Manny Pacquiao is more than just a boxer in the Philippines: he is the touchstone, the golden calf, a mythic hero


Manny Pacquiao might just be the one boxer, or indeed the one athlete of any kind, with the ability to save the life of a woman on death row.
It was claimed last night by Bob Arum, his promoter, that a letter the Filipino had sent to the president of Indonesia helped grant the reprieve of Mary Jane Veloso, minutes before she was due to be executed this week alongside eight others for her part in a drug-smuggling ring.

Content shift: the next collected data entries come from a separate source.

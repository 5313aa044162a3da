//! Gate Server - 会员设施 NFC 门禁节点
//!
//! # 架构概述
//!
//! 本模块是 Gate Server 的主入口，提供以下核心功能：
//!
//! - **门禁引擎** (`gate`): token 解析、准入决策、在场状态切换、欺诈告警
//! - **余额账本** (`ledger`): 会籍续费和商品购买的原子扣款
//! - **配对流程** (`pairing`): TTL 一次性配对码绑定 NFC 卡
//! - **记录存储** (`db`): keyed-document 适配器 + 类型化仓库
//! - **HTTP API** (`api`): RESTful API 接口
//!
//! # 模块结构
//!
//! ```text
//! gate-server/src/
//! ├── core/          # 配置、状态、服务器、后台任务
//! ├── api/           # HTTP 路由和处理器
//! ├── db/            # 存储适配器 + 仓库
//! ├── gate/          # 门禁决策 + 在场状态机
//! ├── ledger/        # 余额账本
//! ├── pairing/       # NFC 配对
//! └── utils/         # 工具函数
//! ```

pub mod api;
pub mod core;
pub mod db;
pub mod gate;
pub mod ledger;
pub mod pairing;
pub mod utils;

// Re-export 公共类型
pub use self::core::{Config, Server, ServerState};
pub use gate::{AccessOutcome, GateService};
pub use ledger::{LedgerService, PaymentReceipt};
pub use utils::{AppError, AppResult};

// Re-export logger functions
pub use utils::logger::{init_logger, init_logger_with_file};

/// 设置进程环境 (dotenv + 日志)
pub fn setup_environment() -> Result<(), Box<dyn std::error::Error>> {
    dotenv::dotenv().ok();
    let log_dir = std::env::var("LOG_DIR").ok();
    init_logger_with_file(None, log_dir.as_deref());
    Ok(())
}

pub fn print_banner() {
    println!(
        r#"
   ______      __
  / ____/___ _/ /____
 / / __/ __ `/ __/ _ \
/ /_/ / /_/ / /_/  __/
\____/\__,_/\__/\___/
   _____
  / ___/___  ______   _____  _____
  \__ \/ _ \/ ___/ | / / _ \/ ___/
 ___/ /  __/ /   | |/ /  __/ /
/____/\___/_/    |___/\___/_/
    "#
    );
}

“Manny explained that he was fighting on May 2 and asked him to spare her life,” Arum said. “That shows you the influence he has around the world.”
This extraordinary assertion by Arum, that his boxer had changed the course of a major diplomatic crisis by sealing a reprieve for Veloso as she faced death by firing squad, hints at the power of the Pacquiao effect. For here is a man equally adept at moving global markets. In six of his last 10 fight weeks, the Philippine peso has appreciated against the value of the US dollar, as the deeds of a one-time street urchin from General Santos City galvanised an entire country’s economy.
There is no reason to suspect that the pattern will falter this time. Over 600,000 Filipinos have found their home in Los Angeles, a mere 280 miles from the psychedelic mayhem of the Las Vegas Strip, and as he strode last night into the halls of the MGM Grand it felt like a corner of Nevada had transformed into Little Manila.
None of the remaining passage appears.